Background Dysbindin gene (dystrobrevin-binding-protein 1, DTNBP1) variants have been associated with several psychiatric conditions including mood disorders and antidepressant efficacy. We investigated dysbindin gene (DTNBP1) variants in major depression and clinical response to selective serotonin reuptake inhibitors. Methods In this study we investigated the role of DTNBP1 gene (rs3213207, rs2005976, rs760761 and rs2619522) in 313 major depressive outpatients and 149 healthy individuals. One hundred and forty-seven depressive patients were treated with citalopram and evaluated for response (4th week) and remission (12th week) by the 1-item Hamilton Depression Rating Scale Single nucleotide polymorphisms (SNPs) were assayed by using Applied Biosystems TaqMan technology.

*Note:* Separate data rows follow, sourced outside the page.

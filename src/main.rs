//! Wordle Game - CLI
//!
//! Play Wordle in the terminal, score single guesses, or review past games.

use anyhow::{Result, anyhow};
use clap::{Parser, Subcommand};
use std::io;
use std::path::PathBuf;
use wordle_game::{
    commands::{run_play, score_words, summarize_history},
    config::GameConfig,
    core::{ScoringMode, WORD_LENGTH},
    game::{HINT_THRESHOLD, MAX_ATTEMPTS},
    history::DEFAULT_STATS_FILE,
    output::Console,
};

#[derive(Parser)]
#[command(
    name = "wordle_game",
    about = "Guess the hidden word in a limited number of attempts",
    version,
    author
)]
struct Cli {
    #[command(subcommand)]
    command: Option<Commands>,

    /// Scoring: standard (default), naive, letter-set
    #[arg(short, long, global = true, default_value = "standard")]
    scoring: String,

    /// Target word file (default: embedded list)
    #[arg(long, global = true)]
    targets: Option<PathBuf>,

    /// Hint dictionary file (default: embedded list)
    #[arg(long, global = true)]
    valid: Option<PathBuf>,

    /// Congratulatory messages file (default: embedded list)
    #[arg(long, global = true)]
    messages: Option<PathBuf>,

    /// Statistics log
    #[arg(long, global = true, default_value = DEFAULT_STATS_FILE)]
    stats_file: PathBuf,

    /// Letters per word
    #[arg(short, long, global = true, default_value_t = WORD_LENGTH)]
    length: usize,

    /// Attempts per round
    #[arg(short, long, global = true, default_value_t = MAX_ATTEMPTS)]
    attempts: usize,

    /// Minimum shared letters for a hint
    #[arg(long, global = true, default_value_t = HINT_THRESHOLD)]
    hint_threshold: usize,

    /// Don't show hint words
    #[arg(long, global = true)]
    no_hints: bool,

    /// Seed for reproducible target selection
    #[arg(long, global = true)]
    seed: Option<u64>,
}

#[derive(Subcommand)]
enum Commands {
    /// Play interactively (default)
    Play,

    /// Score a single guess against a target
    Score {
        /// The guessed word
        guess: String,

        /// The target word
        target: String,
    },

    /// Summarize the statistics log
    History,
}

impl Cli {
    fn scoring_mode(&self) -> Result<ScoringMode> {
        ScoringMode::from_name(&self.scoring).ok_or_else(|| {
            anyhow!(
                "Unknown scoring mode '{}' (expected standard, naive or letter-set)",
                self.scoring
            )
        })
    }

    fn game_config(&self) -> Result<GameConfig> {
        Ok(GameConfig {
            word_length: self.length,
            max_attempts: self.attempts,
            hint_threshold: self.hint_threshold,
            hints_enabled: !self.no_hints,
            scoring: self.scoring_mode()?,
            targets_path: self.targets.clone(),
            valid_path: self.valid.clone(),
            messages_path: self.messages.clone(),
            stats_path: self.stats_file.clone(),
            seed: self.seed,
        })
    }
}

fn main() -> Result<()> {
    env_logger::Builder::from_env(env_logger::Env::default().default_filter_or("warn")).init();
    let mut cli = Cli::parse();

    // Default to Play mode if no command given
    let command = cli.command.take().unwrap_or(Commands::Play);

    match command {
        Commands::Play => {
            run_play(cli.game_config()?)?;
            Ok(())
        }
        Commands::Score { guess, target } => {
            let report = score_words(&guess, &target, cli.scoring_mode()?)?;
            Console::new(io::stdout()).scored(&report.guess, &report.result)?;
            Ok(())
        }
        Commands::History => {
            let summary = summarize_history(&cli.stats_file)?;
            Console::new(io::stdout()).history_summary(&summary)?;
            Ok(())
        }
    }
}
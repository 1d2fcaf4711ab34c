//! Interactive play session
//!
//! Greets the player, then plays rounds until they decline a replay or the
//! input ends. Statistics are folded in once per finished round.

use crate::config::GameConfig;
use crate::core::Word;
use crate::error::GameError;
use crate::game::{Round, RoundOutcome, SessionStatistics, best_hint};
use crate::history::{FileStatsLog, StatsWriter};
use crate::output::{Console, Renderer};
use crate::wordlists::{RandomWordSource, WordSource, pick_random_message};
use anyhow::Result;
use rand::rngs::StdRng;
use rand::{Rng, SeedableRng};
use std::io::{self, BufRead, Write};

/// State threaded through a play session
pub struct Session<S, L, R, G> {
    config: GameConfig,
    source: S,
    log: L,
    renderer: G,
    hint_words: Vec<Word>,
    messages: Vec<String>,
    rng: R,
    stats: SessionStatistics,
}

impl<S: WordSource, L: StatsWriter, R: Rng, G: Renderer> Session<S, L, R, G> {
    pub fn new(
        config: GameConfig,
        source: S,
        log: L,
        renderer: G,
        hint_words: Vec<Word>,
        messages: Vec<String>,
        rng: R,
    ) -> Self {
        Self {
            config,
            source,
            log,
            renderer,
            hint_words,
            messages,
            rng,
            stats: SessionStatistics::new(),
        }
    }

    #[must_use]
    pub const fn stats(&self) -> &SessionStatistics {
        &self.stats
    }

    /// Run the whole session: greeting, rounds, replay prompts and summary
    ///
    /// # Errors
    ///
    /// Returns an error if the word source fails or the console cannot be
    /// read or written. Statistics write failures are reported and ignored.
    pub fn run<I: BufRead, W: Write>(
        &mut self,
        input: &mut I,
        console: &mut Console<W>,
    ) -> Result<SessionStatistics> {
        console.banner()?;
        console.prompt(
            "\nWelcome to Wordle\nLet's get to know each other a little more before we get started!\nWhat's your name? ",
        )?;
        let name = read_input(input)?.unwrap_or_default();
        console.greet(&name)?;
        console.instructions(self.config.word_length, self.config.max_attempts)?;

        while self.play_round(input, console)?.is_some() {
            console.prompt("\nDo you want to play again? Y/N ")?;
            let answer = read_input(input)?.unwrap_or_default().to_lowercase();
            if !matches!(answer.as_str(), "y" | "yes") {
                break;
            }
        }

        console.session_summary(&self.stats)?;
        Ok(self.stats.clone())
    }

    /// Play a single round
    ///
    /// Returns `None` if the input ended before the round finished; such a
    /// round is not recorded.
    ///
    /// # Errors
    ///
    /// Returns an error if the word source fails or the console cannot be
    /// read or written.
    pub fn play_round<I: BufRead, W: Write>(
        &mut self,
        input: &mut I,
        console: &mut Console<W>,
    ) -> Result<Option<RoundOutcome>> {
        let target = self.source.next_target()?;
        log::trace!("round target: {target}");

        let message = pick_random_message(&self.messages, &mut self.rng).map(str::to_string);
        let mut round = Round::with_mode(target, self.config.max_attempts, self.config.scoring);

        while !round.is_over() {
            console.prompt(&format!("\n🔒 Guess {}: ", round.attempts_made() + 1))?;
            let Some(raw) = read_input(input)? else {
                log::debug!("input closed mid-round");
                return Ok(None);
            };

            let result = match round.submit_guess(&raw) {
                Ok(result) => result,
                Err(e @ GameError::InvalidGuessFormat(_)) => {
                    console.invalid_guess(&e, self.config.word_length)?;
                    continue;
                }
                Err(e) => return Err(e.into()),
            };

            if let Some((guess, _)) = round.history().last() {
                self.renderer.render_guess(guess, &result)?;
                if self.config.hints_enabled && !round.is_over() {
                    let target = round.target();
                    let hint = best_hint(
                        guess,
                        self.hint_words
                            .iter()
                            .filter(|w| *w != guess && *w != target),
                        self.config.hint_threshold,
                    );
                    console.hint(hint)?;
                }
            }
        }

        if round.is_won() {
            console.won(message.as_deref(), round.attempts_made())?;
        } else {
            console.lost(round.target())?;
        }
        console.round_grid(round.history())?;

        let outcome = round.finalize()?;
        self.finish_round(&outcome, console)?;
        Ok(Some(outcome))
    }

    fn finish_round<W: Write>(
        &mut self,
        outcome: &RoundOutcome,
        console: &mut Console<W>,
    ) -> io::Result<()> {
        if let Err(e) = self.log.append_record(&outcome.target, outcome.attempts) {
            log::warn!("{e}");
            console.write_failed(&e)?;
        }
        self.stats.record(outcome);
        console.games_played(&self.stats)
    }
}

/// Read one trimmed line, or `None` at end of input
///
/// Bytes that are not UTF-8 are replaced rather than rejected, so the round
/// sees the line and refuses it as a malformed guess.
fn read_input<I: BufRead>(input: &mut I) -> io::Result<Option<String>> {
    let mut line = Vec::new();
    if input.read_until(b'\n', &mut line)? == 0 {
        return Ok(None);
    }
    Ok(Some(String::from_utf8_lossy(&line).trim().to_string()))
}

/// Play on the terminal with the given configuration
///
/// # Errors
///
/// Returns an error if the configuration is invalid, a word list cannot be
/// read, the target list is empty, or the terminal fails.
pub fn run_play(config: GameConfig) -> Result<SessionStatistics> {
    config.validate()?;

    let targets = config.target_words()?;
    let hint_words = config.hint_words()?;
    let messages = config.messages()?;

    let (target_rng, message_rng) = match config.seed {
        Some(seed) => (
            StdRng::seed_from_u64(seed),
            StdRng::seed_from_u64(seed.wrapping_add(1)),
        ),
        None => (StdRng::from_os_rng(), StdRng::from_os_rng()),
    };

    let source = RandomWordSource::new(targets, target_rng, &config.targets_origin())?;
    log::info!(
        "starting session: {} targets, {} hint words, {} scoring",
        source.len(),
        hint_words.len(),
        config.scoring
    );

    let log = FileStatsLog::new(config.stats_path.clone());
    let renderer = Console::new(io::stdout());
    let mut session = Session::new(
        config,
        source,
        log,
        renderer,
        hint_words,
        messages,
        message_rng,
    );

    let stdin = io::stdin();
    let mut input = stdin.lock();
    let mut console = Console::new(io::stdout());
    session.run(&mut input, &mut console)
}

#[cfg(test)]
mod tests {
    use super::*;
    use crate::core::{GuessResult, LetterClassification};
    use crate::history::MemoryStatsLog;
    use crate::wordlists::loader::words_from_slice;
    use std::collections::VecDeque;
    use std::io::Cursor;
    use std::path::PathBuf;

    struct ScriptedSource(VecDeque<Word>);

    impl ScriptedSource {
        fn new(words: &[&str]) -> Self {
            Self(words_from_slice(words).into())
        }
    }

    impl WordSource for ScriptedSource {
        fn next_target(&mut self) -> Result<Word, GameError> {
            self.0
                .pop_front()
                .ok_or_else(|| GameError::EmptySource("script".to_string()))
        }
    }

    struct FailingLog;

    impl StatsWriter for FailingLog {
        fn append_record(&mut self, _target: &Word, _attempts: usize) -> Result<(), GameError> {
            Err(GameError::WriteError {
                path: PathBuf::from("/read-only/stats.csv"),
                source: io::Error::new(io::ErrorKind::PermissionDenied, "read-only"),
            })
        }
    }

    #[derive(Default)]
    struct RecordingRenderer(Vec<(Word, GuessResult)>);

    impl Renderer for RecordingRenderer {
        fn render_guess(&mut self, guess: &Word, result: &GuessResult) -> io::Result<()> {
            self.0.push((guess.clone(), result.clone()));
            Ok(())
        }
    }

    type TestSession<L> = Session<ScriptedSource, L, StdRng, RecordingRenderer>;

    fn session<L: StatsWriter>(targets: &[&str], log: L) -> TestSession<L> {
        Session::new(
            GameConfig::default(),
            ScriptedSource::new(targets),
            log,
            RecordingRenderer::default(),
            words_from_slice(&["stale", "crane", "least"]),
            vec!["Well done!".to_string()],
            StdRng::seed_from_u64(1),
        )
    }

    fn play<L: StatsWriter>(
        session: &mut TestSession<L>,
        script: impl AsRef<[u8]>,
    ) -> (Result<SessionStatistics>, String) {
        colored::control::set_override(false);
        let mut input = Cursor::new(script.as_ref().to_vec());
        let mut console = Console::new(Vec::new());
        let result = session.run(&mut input, &mut console);
        let output = String::from_utf8(console.into_inner()).unwrap();
        (result, output)
    }

    #[test]
    fn win_records_attempts() {
        let mut session = session(&["crane"], MemoryStatsLog::default());
        let (result, output) = play(&mut session, "Ann\nslate\ncrane\nn\n");

        let stats = result.unwrap();
        assert_eq!(stats.total_games_played, 1);
        assert_eq!(stats.total_guesses, 2);
        assert_eq!(stats.games_won, 1);
        assert_eq!(session.log.records.len(), 1);
        assert_eq!(session.log.records[0].to_string(), "CRANE:2");
        assert!(output.contains("Hey Ann"));
        assert!(output.contains("Well done!"));
        assert!(output.contains("Yippee"));
        assert!(output.contains("Games played: 1"));
    }

    #[test]
    fn invalid_guesses_do_not_use_attempts() {
        let mut session = session(&["crane"], MemoryStatsLog::default());
        let (result, output) = play(&mut session, "Ann\nabcd\nab3de\ncrane\nn\n");

        assert_eq!(result.unwrap().total_guesses, 1);
        assert_eq!(output.matches("Sorry! Try again").count(), 2);
        assert_eq!(output.matches("Guess 1:").count(), 3);
    }

    #[test]
    fn non_utf8_guess_is_rejected_without_ending_session() {
        let mut session = session(&["crane"], MemoryStatsLog::default());
        let (result, output) = play(&mut session, b"Ann\ncr\xe2ne\ncrane\nn\n");

        let stats = result.unwrap();
        assert_eq!(stats.total_guesses, 1);
        assert_eq!(stats.games_won, 1);
        assert_eq!(output.matches("Sorry! Try again").count(), 1);
    }

    #[test]
    fn renderer_receives_each_accepted_guess() {
        let mut session = session(&["crane"], MemoryStatsLog::default());
        let (result, _) = play(&mut session, "Ann\nslate\nab3de\ncrane\nn\n");
        result.unwrap();

        let rendered = &session.renderer.0;
        assert_eq!(rendered.len(), 2);
        assert_eq!(rendered[0].0.text(), "SLATE");
        assert_eq!(
            rendered[0].1.classes()[2],
            LetterClassification::Exact
        );
        assert!(rendered[1].1.is_all_exact());
    }

    #[test]
    fn loss_reveals_target_after_max_attempts() {
        let mut session = session(&["crane"], MemoryStatsLog::default());
        let script = format!("Ann\n{}n\n", "slate\n".repeat(6));
        let (result, output) = play(&mut session, &script);

        let stats = result.unwrap();
        assert_eq!(stats.total_guesses, 6);
        assert_eq!(stats.games_won, 0);
        assert!(output.contains("The word was CRANE"));
        assert!(!output.contains("Guess 7:"));
    }

    #[test]
    fn hint_excludes_target_and_guess() {
        let mut session = session(&["crane"], MemoryStatsLog::default());
        let (_, output) = play(&mut session, "Ann\nslate\ncrane\nn\n");

        assert!(output.contains("Hint: STALE") || output.contains("Hint: LEAST"));
        assert!(!output.contains("Hint: CRANE"));
    }

    #[test]
    fn two_rounds_average() {
        let mut session = session(&["crane", "slate"], MemoryStatsLog::default());
        let script = "Ann\nirate\nstale\ncrane\ny\ncrane\nirate\nstale\nleast\nslate\nno\n";
        let (result, output) = play(&mut session, script);

        let stats = result.unwrap();
        assert_eq!(stats.total_games_played, 2);
        assert_eq!(stats.total_guesses, 8);
        assert_eq!(stats.average_guesses(), Some(4.0));
        assert!(output.contains("Average guesses per game: 4.00"));
    }

    #[test]
    fn write_failure_does_not_interrupt_play() {
        let mut session = session(&["crane", "slate"], FailingLog);
        let (result, output) = play(&mut session, "Ann\ncrane\nyes\nslate\nn\n");

        let stats = result.unwrap();
        assert_eq!(stats.total_games_played, 2);
        assert_eq!(output.matches("Could not save statistics").count(), 2);
    }

    #[test]
    fn input_ending_mid_round_records_nothing() {
        let mut session = session(&["crane"], MemoryStatsLog::default());
        let (result, output) = play(&mut session, "Ann\nslate\n");

        let stats = result.unwrap();
        assert_eq!(stats.total_games_played, 0);
        assert!(session.log.records.is_empty());
        assert!(output.contains("Thanks for playing"));
    }

    #[test]
    fn exhausted_source_is_an_error() {
        let mut session = session(&[], MemoryStatsLog::default());
        let (result, _) = play(&mut session, "Ann\n");
        let err = result.unwrap_err();
        assert!(matches!(
            err.downcast_ref::<GameError>(),
            Some(GameError::EmptySource(_))
        ));
    }

    #[test]
    fn empty_target_list_fails_before_play() {
        let config = GameConfig {
            word_length: 9,
            ..GameConfig::default()
        };
        let err = run_play(config).unwrap_err();
        assert!(matches!(
            err.downcast_ref::<GameError>(),
            Some(GameError::EmptySource(_))
        ));
    }
}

Results Genotype and haplotype frequencies for four SNPs within DTNBP1 gene did not significantly differ between patients and controls. Allele distribution of SNP rs760761, however, showed a trend of difference between responders and nonresponders (4th week). Haplotype analyses produced a significant association with response to treatment at week 4. No differences were found in remission (12th week). Discussion DTNBP seems to have an effect on short-term clinical response to citalopram. New studies focused on other genes involved in glutamatergic neurotransmission and related proteins could help to elucidate the complex mechanism of clinical response to antidepressants. © 2009 Wolters Kluwer Health|Lippincott Williams & Wilkins.